When to reward and When to punish?

Behavior Reinforcement the basics of behavior help you to understand why you choose certain behaviors and how you can change ineffective ones.

Reinforcement means rewarding a behavior so that it happens more often. There are two types of reinforcement, positive and negative. Related to reinforcement, positive does not mean “good” and negative “bad.” Instead, positive means that something desirable is added following a behavior, and negative means that something aversive is removed following a behavior. Another way to think about it is that there are reinforcements that reward (positive) and reinforcements that relieve (negative). Here are some examples.

Positive reinforcement:

• A child is praised and taken to the park after cleaning his room (the praise and park are both rewards).

• You feel accomplishment after doing your workout (the sense of accomplishment rewards your workout efforts).

• You are paid for completing work (money is a powerful reinforcer because it can be used for a variety of rewards).

Negative reinforcement:

• A person completes a task to stop another person from nagging him or her (the removal of the nagging is a relief and reinforces completing the task).

• You buckle your seatbelt to stop the car from beeping at you (removing the annoying beep is a relief and promotes seatbelt buckling).

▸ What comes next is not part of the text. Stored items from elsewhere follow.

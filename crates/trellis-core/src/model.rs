//! Descriptive resource model consumed by the visibility filter.
//!
//! The metadata provider describes its surface as an explicit graph:
//! containers hold entities of a named type, operations may return a named
//! type, and types carry primitive, complex, and navigation properties.
//! No reflection, no behavior beyond lookups. The visibility filter walks
//! this description to compute which types survive into discovery.

use crate::request::Cardinality;
use serde::{Deserialize, Serialize};

/// What kind of value a property holds.
#[derive(Debug, Clone, PartialEq, Eq, Serialize, Deserialize)]
pub enum PropertyKind {
    /// A primitive or stream value.
    Primitive,
    /// A complex (structured, non-entity) value of the named type.
    Complex {
        /// The complex type's name.
        type_name: String,
    },
    /// A navigation to entities held in another container.
    Navigation {
        /// The container the navigation targets.
        target_container: String,
        /// Reference navigation or collection navigation.
        cardinality: Cardinality,
    },
}

/// One property of a resource type.
#[derive(Debug, Clone, PartialEq, Eq, Serialize, Deserialize)]
pub struct Property {
    /// The property name.
    pub name: String,
    /// What the property holds.
    pub kind: PropertyKind,
}

impl Property {
    /// A primitive property.
    pub fn primitive(name: impl Into<String>) -> Self {
        Self {
            name: name.into(),
            kind: PropertyKind::Primitive,
        }
    }

    /// A complex property of the named type.
    pub fn complex(name: impl Into<String>, type_name: impl Into<String>) -> Self {
        Self {
            name: name.into(),
            kind: PropertyKind::Complex {
                type_name: type_name.into(),
            },
        }
    }

    /// A navigation property targeting the named container.
    pub fn navigation(
        name: impl Into<String>,
        target_container: impl Into<String>,
        cardinality: Cardinality,
    ) -> Self {
        Self {
            name: name.into(),
            kind: PropertyKind::Navigation {
                target_container: target_container.into(),
                cardinality,
            },
        }
    }
}

/// A named entity or complex type.
#[derive(Debug, Clone, PartialEq, Eq, Serialize, Deserialize)]
pub struct ResourceType {
    /// The type name.
    pub name: String,
    /// The base type this type derives from, if any.
    pub base_type: Option<String>,
    /// The type's properties.
    pub properties: Vec<Property>,
}

impl ResourceType {
    /// A type with no base.
    pub fn new(name: impl Into<String>, properties: Vec<Property>) -> Self {
        Self {
            name: name.into(),
            base_type: None,
            properties,
        }
    }

    /// A type deriving from `base_type`.
    pub fn derived(
        name: impl Into<String>,
        base_type: impl Into<String>,
        properties: Vec<Property>,
    ) -> Self {
        Self {
            name: name.into(),
            base_type: Some(base_type.into()),
            properties,
        }
    }

    /// Look up a property by name.
    #[must_use]
    pub fn property(&self, name: &str) -> Option<&Property> {
        self.properties.iter().find(|p| p.name == name)
    }
}

/// An entity-set-like container.
#[derive(Debug, Clone, PartialEq, Eq, Serialize, Deserialize)]
pub struct Container {
    /// The container name rights attach to.
    pub name: String,
    /// The name of the entity type the container holds.
    pub element_type: String,
}

/// A service-operation-like container.
#[derive(Debug, Clone, PartialEq, Eq, Serialize, Deserialize)]
pub struct Operation {
    /// The operation name rights attach to.
    pub name: String,
    /// The name of the type the operation returns, if any.
    pub return_type: Option<String>,
}

/// The full descriptive surface of a service's resource space.
#[derive(Debug, Clone, Default, PartialEq, Eq, Serialize, Deserialize)]
pub struct ResourceModel {
    containers: Vec<Container>,
    operations: Vec<Operation>,
    types: Vec<ResourceType>,
}

impl ResourceModel {
    /// An empty model.
    #[must_use]
    pub fn new() -> Self {
        Self::default()
    }

    /// Add a container holding entities of `element_type`.
    #[must_use]
    pub fn with_container(
        mut self,
        name: impl Into<String>,
        element_type: impl Into<String>,
    ) -> Self {
        self.containers.push(Container {
            name: name.into(),
            element_type: element_type.into(),
        });
        self
    }

    /// Add a service operation.
    #[must_use]
    pub fn with_operation(
        mut self,
        name: impl Into<String>,
        return_type: Option<String>,
    ) -> Self {
        self.operations.push(Operation {
            name: name.into(),
            return_type,
        });
        self
    }

    /// Add a resource type.
    #[must_use]
    pub fn with_type(mut self, ty: ResourceType) -> Self {
        self.types.push(ty);
        self
    }

    /// All containers.
    #[must_use]
    pub fn containers(&self) -> &[Container] {
        &self.containers
    }

    /// All operations.
    #[must_use]
    pub fn operations(&self) -> &[Operation] {
        &self.operations
    }

    /// All types.
    #[must_use]
    pub fn types(&self) -> &[ResourceType] {
        &self.types
    }

    /// Look up a container by name.
    #[must_use]
    pub fn container(&self, name: &str) -> Option<&Container> {
        self.containers.iter().find(|c| c.name == name)
    }

    /// Look up an operation by name.
    #[must_use]
    pub fn operation(&self, name: &str) -> Option<&Operation> {
        self.operations.iter().find(|o| o.name == name)
    }

    /// Look up a type by name.
    #[must_use]
    pub fn resource_type(&self, name: &str) -> Option<&ResourceType> {
        self.types.iter().find(|t| t.name == name)
    }
}
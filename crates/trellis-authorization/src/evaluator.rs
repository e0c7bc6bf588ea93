//! Authorization evaluator: facts to a single verdict.
//!
//! Facts compose with AND semantics across the request (a deep path needs
//! rights on every traversed container) while each fact carries OR
//! semantics within itself (any acceptable right suffices). Evaluation
//! short-circuits on the first unsatisfied fact; which failing fact gets
//! reported is not part of the contract, only that failure is.
//!
//! A container resolving to no rights at all is reported as not-found,
//! never as access-denied: hidden containers must be indistinguishable
//! from containers that do not exist.

use crate::classifier::{classify, RightsRequirement};
use crate::config::AccessConfiguration;
use crate::visibility::VisibilityMap;
use serde::{Deserialize, Serialize};
use tracing::{debug, trace};
use trellis_core::{Error, Request, ResourceModel, Result};

/// The tri-state outcome of evaluating one request.
#[derive(Debug, Clone, PartialEq, Eq, Serialize, Deserialize)]
pub enum Verdict {
    /// Every requirement was satisfied.
    Allow,
    /// A visible container was addressed with insufficient rights.
    AccessDenied {
        /// The under-permissioned container.
        container: String,
    },
    /// A container with no rights was addressed; indistinguishable from a
    /// nonexistent resource.
    NotFound {
        /// The hidden container.
        container: String,
    },
}

impl Verdict {
    /// Whether the request may proceed.
    #[must_use]
    pub fn is_allow(&self) -> bool {
        matches!(self, Self::Allow)
    }

    /// HTTP status the boundary layer maps this verdict to.
    #[must_use]
    pub fn status_code(&self) -> u16 {
        match self {
            Self::Allow => 200,
            Self::AccessDenied { .. } => 403,
            Self::NotFound { .. } => 404,
        }
    }

    /// Convert into the unified error taxonomy, `Ok(())` on allow.
    ///
    /// # Errors
    ///
    /// `Error::AccessDenied` or `Error::NotFound` for the failing verdicts.
    pub fn into_result(self) -> Result<()> {
        match self {
            Self::Allow => Ok(()),
            Self::AccessDenied { container } => Err(Error::access_denied(container)),
            Self::NotFound { container } => Err(Error::not_found(format!(
                "resource container '{container}' does not exist"
            ))),
        }
    }
}

/// Reduce a fact list to a single verdict against a rule table.
#[must_use]
pub fn evaluate(requirements: &[RightsRequirement], config: &AccessConfiguration) -> Verdict {
    for requirement in requirements {
        let granted = config.resolve(&requirement.container);
        if granted.is_empty() {
            debug!(
                container = %requirement.container,
                "container has no rights; reporting not found"
            );
            return Verdict::NotFound {
                container: requirement.container.clone(),
            };
        }
        if !granted.intersects(requirement.any_of) {
            debug!(
                container = %requirement.container,
                granted = %granted,
                required_any_of = %requirement.any_of,
                "requirement unsatisfied; denying access"
            );
            return Verdict::AccessDenied {
                container: requirement.container.clone(),
            };
        }
        trace!(
            container = %requirement.container,
            granted = %granted,
            required_any_of = %requirement.any_of,
            "requirement satisfied"
        );
    }
    Verdict::Allow
}

/// Classify and evaluate a request in one call.
#[must_use]
pub fn authorize(request: &Request, config: &AccessConfiguration) -> Verdict {
    let requirements = classify(request);
    let verdict = evaluate(&requirements, config);
    debug!(method = %request.method, facts = requirements.len(), allow = verdict.is_allow(), "authorization decided");
    verdict
}

/// A sealed configuration paired with its cached visibility closure.
///
/// Construction seals the configuration, so the engine can be shared by
/// concurrently-executing requests as a read-only value for the lifetime
/// of the service configuration.
#[derive(Debug, Clone)]
pub struct Engine {
    config: AccessConfiguration,
    visibility: Option<VisibilityMap>,
}

impl Engine {
    /// An engine over a rule table alone, without a resource model.
    #[must_use]
    pub fn new(mut config: AccessConfiguration) -> Self {
        config.seal();
        Self {
            config,
            visibility: None,
        }
    }

    /// An engine that also precomputes the visibility closure of a model.
    #[must_use]
    pub fn with_model(mut config: AccessConfiguration, model: &ResourceModel) -> Self {
        config.seal();
        let visibility = VisibilityMap::compute(model, &config);
        Self {
            config,
            visibility: Some(visibility),
        }
    }

    /// The sealed rule table.
    #[must_use]
    pub fn config(&self) -> &AccessConfiguration {
        &self.config
    }

    /// Authorize one request.
    #[must_use]
    pub fn authorize(&self, request: &Request) -> Verdict {
        authorize(request, &self.config)
    }

    /// Whether a container is exposed at all.
    #[must_use]
    pub fn is_container_visible(&self, container: &str) -> bool {
        !self.config.resolve(container).is_empty()
    }

    /// Whether a service operation is exposed at all.
    #[must_use]
    pub fn is_operation_visible(&self, operation: &str) -> bool {
        !self.config.resolve_operation(operation).is_empty()
    }

    /// The cached visibility closure, if the engine was built with a model.
    #[must_use]
    pub fn visibility(&self) -> Option<&VisibilityMap> {
        self.visibility.as_ref()
    }
}
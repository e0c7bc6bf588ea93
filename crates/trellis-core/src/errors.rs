//! Unified error type for Trellis.
//!
//! One enum covers configuration-time failures and the client-facing
//! authorization outcomes, with an explicit HTTP status mapping so the
//! boundary layer never interprets variants ad hoc.
//!
//! Hidden navigation targets and genuinely missing properties share the
//! [`Error::UnknownProperty`] template. A caller probing for hidden
//! containers must see exactly the error a nonexistent property produces.

use serde::{Deserialize, Serialize};

/// Unified error type for all Trellis operations.
#[derive(Debug, Clone, PartialEq, Eq, Serialize, Deserialize, thiserror::Error)]
pub enum Error {
    /// Configuration mutation attempted after the rule table was sealed.
    #[error("configuration is sealed and can no longer be modified")]
    ConfigurationSealed,

    /// A raw rights value with bits outside the valid range.
    #[error("invalid rights value: {value:#x}")]
    InvalidRights {
        /// The rejected raw bitmask.
        value: u32,
    },

    /// A rights name string that does not parse.
    #[error("unknown rights name: '{name}'")]
    UnknownRightsName {
        /// The unrecognized name.
        name: String,
    },

    /// A visible container was addressed with insufficient rights.
    #[error("forbidden: access to the resource container '{container}' is denied")]
    AccessDenied {
        /// The under-permissioned container.
        container: String,
    },

    /// The addressed resource does not exist, or has no rights and is
    /// therefore indistinguishable from one that does not exist.
    #[error("resource not found: {message}")]
    NotFound {
        /// Description of what was not found.
        message: String,
    },

    /// The named property does not exist on the type. Produced identically
    /// for properties hidden by the visibility filter.
    #[error("type '{type_name}' does not have a property named '{property}'")]
    UnknownProperty {
        /// The type that was probed.
        type_name: String,
        /// The missing or hidden property name.
        property: String,
    },

    /// A malformed request shape rejected at the boundary.
    #[error("invalid request: {message}")]
    InvalidRequest {
        /// Description of the malformation.
        message: String,
    },
}

impl Error {
    /// Create an access denied error for a container.
    pub fn access_denied(container: impl Into<String>) -> Self {
        Self::AccessDenied {
            container: container.into(),
        }
    }

    /// Create a not found error.
    pub fn not_found(message: impl Into<String>) -> Self {
        Self::NotFound {
            message: message.into(),
        }
    }

    /// Create an unknown property error.
    pub fn unknown_property(type_name: impl Into<String>, property: impl Into<String>) -> Self {
        Self::UnknownProperty {
            type_name: type_name.into(),
            property: property.into(),
        }
    }

    /// Create an invalid request error.
    pub fn invalid_request(message: impl Into<String>) -> Self {
        Self::InvalidRequest {
            message: message.into(),
        }
    }

    /// HTTP status the boundary layer maps this error to.
    ///
    /// Configuration-time failures are server errors, never client-facing
    /// authorization outcomes.
    #[must_use]
    pub fn status_code(&self) -> u16 {
        match self {
            Self::ConfigurationSealed | Self::InvalidRights { .. } | Self::UnknownRightsName { .. } => 500,
            Self::AccessDenied { .. } => 403,
            Self::NotFound { .. } | Self::UnknownProperty { .. } => 404,
            Self::InvalidRequest { .. } => 400,
        }
    }
}

/// Result alias using the unified error type.
pub type Result<T> = std::result::Result<T, Error>;
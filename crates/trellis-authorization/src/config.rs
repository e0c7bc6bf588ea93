//! Access configuration: the rule tables and their sealing discipline.
//!
//! A hosting layer registers `(container-name-or-wildcard, rights)` pairs
//! through an explicit [`AccessConfiguration`] object during a scoped
//! initialization callback. The configuration is then sealed: every later
//! mutation fails with [`Error::ConfigurationSealed`] rather than silently
//! changing a table that concurrently-executing requests already share.
//!
//! Resolution is a two-tier lookup: an exact-name entry always wins over
//! the `"*"` wildcard entry; absence of both means no rights at all.

use indexmap::IndexMap;
use trellis_core::{Error, OperationRights, Result, Rights};

/// The wildcard entry name matched when no exact entry exists.
pub const WILDCARD: &str = "*";

/// The rule tables mapping container and operation names to rights.
///
/// Mutable until sealed, read-only forever after. A sealed configuration is
/// safe to share across concurrently-executing requests without locking.
#[derive(Debug, Clone, Default)]
pub struct AccessConfiguration {
    container_rights: IndexMap<String, Rights>,
    operation_rights: IndexMap<String, OperationRights>,
    sealed: bool,
}

impl AccessConfiguration {
    /// An empty, unsealed configuration.
    #[must_use]
    pub fn new() -> Self {
        Self::default()
    }

    /// Run a hosting-layer registration callback and return the sealed
    /// configuration.
    ///
    /// # Errors
    ///
    /// Propagates any error the callback returns; the configuration is not
    /// sealed in that case and is dropped.
    pub fn build(register: impl FnOnce(&mut AccessConfiguration) -> Result<()>) -> Result<Self> {
        let mut config = Self::new();
        register(&mut config)?;
        config.seal();
        Ok(config)
    }

    fn ensure_unsealed(&self) -> Result<()> {
        if self.sealed {
            Err(Error::ConfigurationSealed)
        } else {
            Ok(())
        }
    }

    /// Set the rights mask for a container name or the `"*"` wildcard.
    ///
    /// Last write wins before sealing.
    ///
    /// # Errors
    ///
    /// Fails with `Error::ConfigurationSealed` after [`seal`](Self::seal),
    /// with no side effect on the table.
    pub fn set_container_rights(&mut self, name: impl Into<String>, rights: Rights) -> Result<()> {
        self.ensure_unsealed()?;
        self.container_rights.insert(name.into(), rights);
        Ok(())
    }

    /// Set container rights from a raw bitmask value.
    ///
    /// # Errors
    ///
    /// Fails with `Error::InvalidRights` if `value` carries bits outside the
    /// valid range, or `Error::ConfigurationSealed` after sealing.
    pub fn set_container_rights_raw(&mut self, name: impl Into<String>, value: u32) -> Result<()> {
        self.ensure_unsealed()?;
        let rights = Rights::from_bits(value).ok_or(Error::InvalidRights { value })?;
        self.set_container_rights(name, rights)
    }

    /// Set container rights from a comma-separated list of right names,
    /// e.g. `"RS,WD"`.
    ///
    /// # Errors
    ///
    /// Fails with `Error::UnknownRightsName` on the first unparseable name,
    /// or `Error::ConfigurationSealed` after sealing.
    pub fn set_container_rights_named(
        &mut self,
        name: impl Into<String>,
        rights: &str,
    ) -> Result<()> {
        self.ensure_unsealed()?;
        let parts: Vec<&str> = rights
            .split(',')
            .map(str::trim)
            .filter(|part| !part.is_empty())
            .collect();
        let (mask, unknown) = Rights::parse_list(&parts);
        if let Some(first) = unknown.first() {
            return Err(Error::UnknownRightsName {
                name: (*first).to_string(),
            });
        }
        self.set_container_rights(name, mask)
    }

    /// Set the rights mask for a service-operation name or the wildcard.
    ///
    /// # Errors
    ///
    /// Fails with `Error::ConfigurationSealed` after sealing.
    pub fn set_operation_rights(
        &mut self,
        name: impl Into<String>,
        rights: OperationRights,
    ) -> Result<()> {
        self.ensure_unsealed()?;
        self.operation_rights.insert(name.into(), rights);
        Ok(())
    }

    /// Set operation rights from a raw bitmask value.
    ///
    /// # Errors
    ///
    /// Fails with `Error::InvalidRights` or `Error::ConfigurationSealed`.
    pub fn set_operation_rights_raw(&mut self, name: impl Into<String>, value: u32) -> Result<()> {
        self.ensure_unsealed()?;
        let rights = OperationRights::from_bits(value).ok_or(Error::InvalidRights { value })?;
        self.set_operation_rights(name, rights)
    }

    /// Set operation rights from a comma-separated list of right names.
    ///
    /// # Errors
    ///
    /// Fails with `Error::UnknownRightsName` or `Error::ConfigurationSealed`.
    pub fn set_operation_rights_named(
        &mut self,
        name: impl Into<String>,
        rights: &str,
    ) -> Result<()> {
        self.ensure_unsealed()?;
        let parts: Vec<&str> = rights
            .split(',')
            .map(str::trim)
            .filter(|part| !part.is_empty())
            .collect();
        let (mask, unknown) = OperationRights::parse_list(&parts);
        if let Some(first) = unknown.first() {
            return Err(Error::UnknownRightsName {
                name: (*first).to_string(),
            });
        }
        self.set_operation_rights(name, mask)
    }

    /// Resolve the effective rights for a container: exact entry, else the
    /// wildcard entry, else no rights. Never fails.
    #[must_use]
    pub fn resolve(&self, container: &str) -> Rights {
        self.container_rights
            .get(container)
            .copied()
            .or_else(|| self.container_rights.get(WILDCARD).copied())
            .unwrap_or_else(Rights::empty)
    }

    /// Resolve the effective rights for a service operation.
    #[must_use]
    pub fn resolve_operation(&self, operation: &str) -> OperationRights {
        self.operation_rights
            .get(operation)
            .copied()
            .or_else(|| self.operation_rights.get(WILDCARD).copied())
            .unwrap_or_else(OperationRights::empty)
    }

    /// Seal the configuration. Idempotent; every `set_*` fails afterwards.
    pub fn seal(&mut self) {
        self.sealed = true;
    }

    /// Whether the configuration has been sealed.
    #[must_use]
    pub fn is_sealed(&self) -> bool {
        self.sealed
    }
}

#[cfg(test)]
mod tests {
    use super::*;
    use assert_matches::assert_matches;

    #[test]
    fn resolve_prefers_exact_over_wildcard() {
        let mut config = AccessConfiguration::new();
        config.set_container_rights(WILDCARD, Rights::ALL).unwrap();
        config
            .set_container_rights("Customers", Rights::READ_SINGLE)
            .unwrap();

        // Narrowing: exact entry under the wildcard.
        assert_eq!(config.resolve("Customers"), Rights::READ_SINGLE);
        // Wildcard fallback for everything else.
        assert_eq!(config.resolve("Orders"), Rights::ALL);
    }

    #[test]
    fn exact_entry_widens_over_empty_wildcard() {
        let mut config = AccessConfiguration::new();
        config.set_container_rights(WILDCARD, Rights::empty()).unwrap();
        config
            .set_container_rights("Customers", Rights::ALL_READ)
            .unwrap();

        assert_eq!(config.resolve("Customers"), Rights::ALL_READ);
        assert_eq!(config.resolve("Orders"), Rights::empty());
    }

    #[test]
    fn absent_everything_resolves_to_no_rights() {
        let config = AccessConfiguration::new();
        assert_eq!(config.resolve("Customers"), Rights::empty());
        assert_eq!(config.resolve_operation("TopCustomer"), OperationRights::empty());
    }

    #[test]
    fn last_write_wins_before_sealing() {
        let mut config = AccessConfiguration::new();
        config
            .set_container_rights("Customers", Rights::READ_SINGLE)
            .unwrap();
        config
            .set_container_rights("Customers", Rights::WRITE_DELETE)
            .unwrap();
        assert_eq!(config.resolve("Customers"), Rights::WRITE_DELETE);
    }

    #[test]
    fn sealed_configuration_rejects_every_mutation() {
        let mut config = AccessConfiguration::new();
        config
            .set_container_rights("Customers", Rights::ALL_READ)
            .unwrap();
        config.seal();
        config.seal(); // idempotent

        assert_matches!(
            config.set_container_rights("Orders", Rights::ALL),
            Err(Error::ConfigurationSealed)
        );
        assert_matches!(
            config.set_container_rights_named("Orders", "RS"),
            Err(Error::ConfigurationSealed)
        );
        assert_matches!(
            config.set_operation_rights("TopCustomer", OperationRights::ALL),
            Err(Error::ConfigurationSealed)
        );

        // No request-visible side effect from the rejected writes.
        assert_eq!(config.resolve("Orders"), Rights::empty());
        assert_eq!(config.resolve("Customers"), Rights::ALL_READ);
    }

    #[test]
    fn raw_values_outside_the_valid_range_are_rejected() {
        let mut config = AccessConfiguration::new();
        assert_matches!(
            config.set_container_rights_raw("Customers", 0xFFFF_FFFF),
            Err(Error::InvalidRights { value: 0xFFFF_FFFF })
        );
        assert!(config
            .set_container_rights_raw("Customers", Rights::ALL.bits())
            .is_ok());
        assert_matches!(
            config.set_operation_rights_raw("Op", 0b1000),
            Err(Error::InvalidRights { value: 0b1000 })
        );
    }

    #[test]
    fn named_rights_strings_parse_or_fail_loudly() {
        let mut config = AccessConfiguration::new();
        config.set_container_rights_named("Customers", "RS, WD").unwrap();
        assert_eq!(
            config.resolve("Customers"),
            Rights::READ_SINGLE | Rights::WRITE_DELETE
        );

        assert_matches!(
            config.set_container_rights_named("Orders", "RS,bogus"),
            Err(Error::UnknownRightsName { name }) if name == "bogus"
        );
    }

    #[test]
    fn build_runs_the_callback_and_seals() {
        let config = AccessConfiguration::build(|cfg| {
            cfg.set_container_rights("Customers", Rights::ALL)?;
            cfg.set_operation_rights("TopCustomer", OperationRights::ALL_READ)
        })
        .unwrap();

        assert!(config.is_sealed());
        assert_eq!(config.resolve("Customers"), Rights::ALL);
        assert_eq!(
            config.resolve_operation("TopCustomer"),
            OperationRights::ALL_READ
        );
    }

    #[test]
    fn build_propagates_callback_errors() {
        let result = AccessConfiguration::build(|cfg| {
            cfg.set_container_rights_raw("Customers", u32::MAX)
        });
        assert_matches!(result, Err(Error::InvalidRights { .. }));
    }
}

• You practice your skills instead of acting on a problem behavior so you do not have to complete a behavior and solution analysis (the removal of behavior and solution analysis is a relief and reinforces working on your skills). Of course, behaviors can receive both positive and negative reinforcement at the same time:

• A person abuses drugs because taking a drug feels good (positive reinforcement-reward), and it removes painful feelings (negative reinforcement relief) and withdrawal symptoms (negative reinforcement-relief). Alternatively, a person avoids drug use and (in time) feels clear-headed (positive reinforcement-reward) and does not suffer hangovers (negative reinforcementrelief).

• You practice your skills and receive recognition from the peers in your program (positive reinforcement-reward) and notice that painful emotions are becoming less intense (negative reinforcement-relief).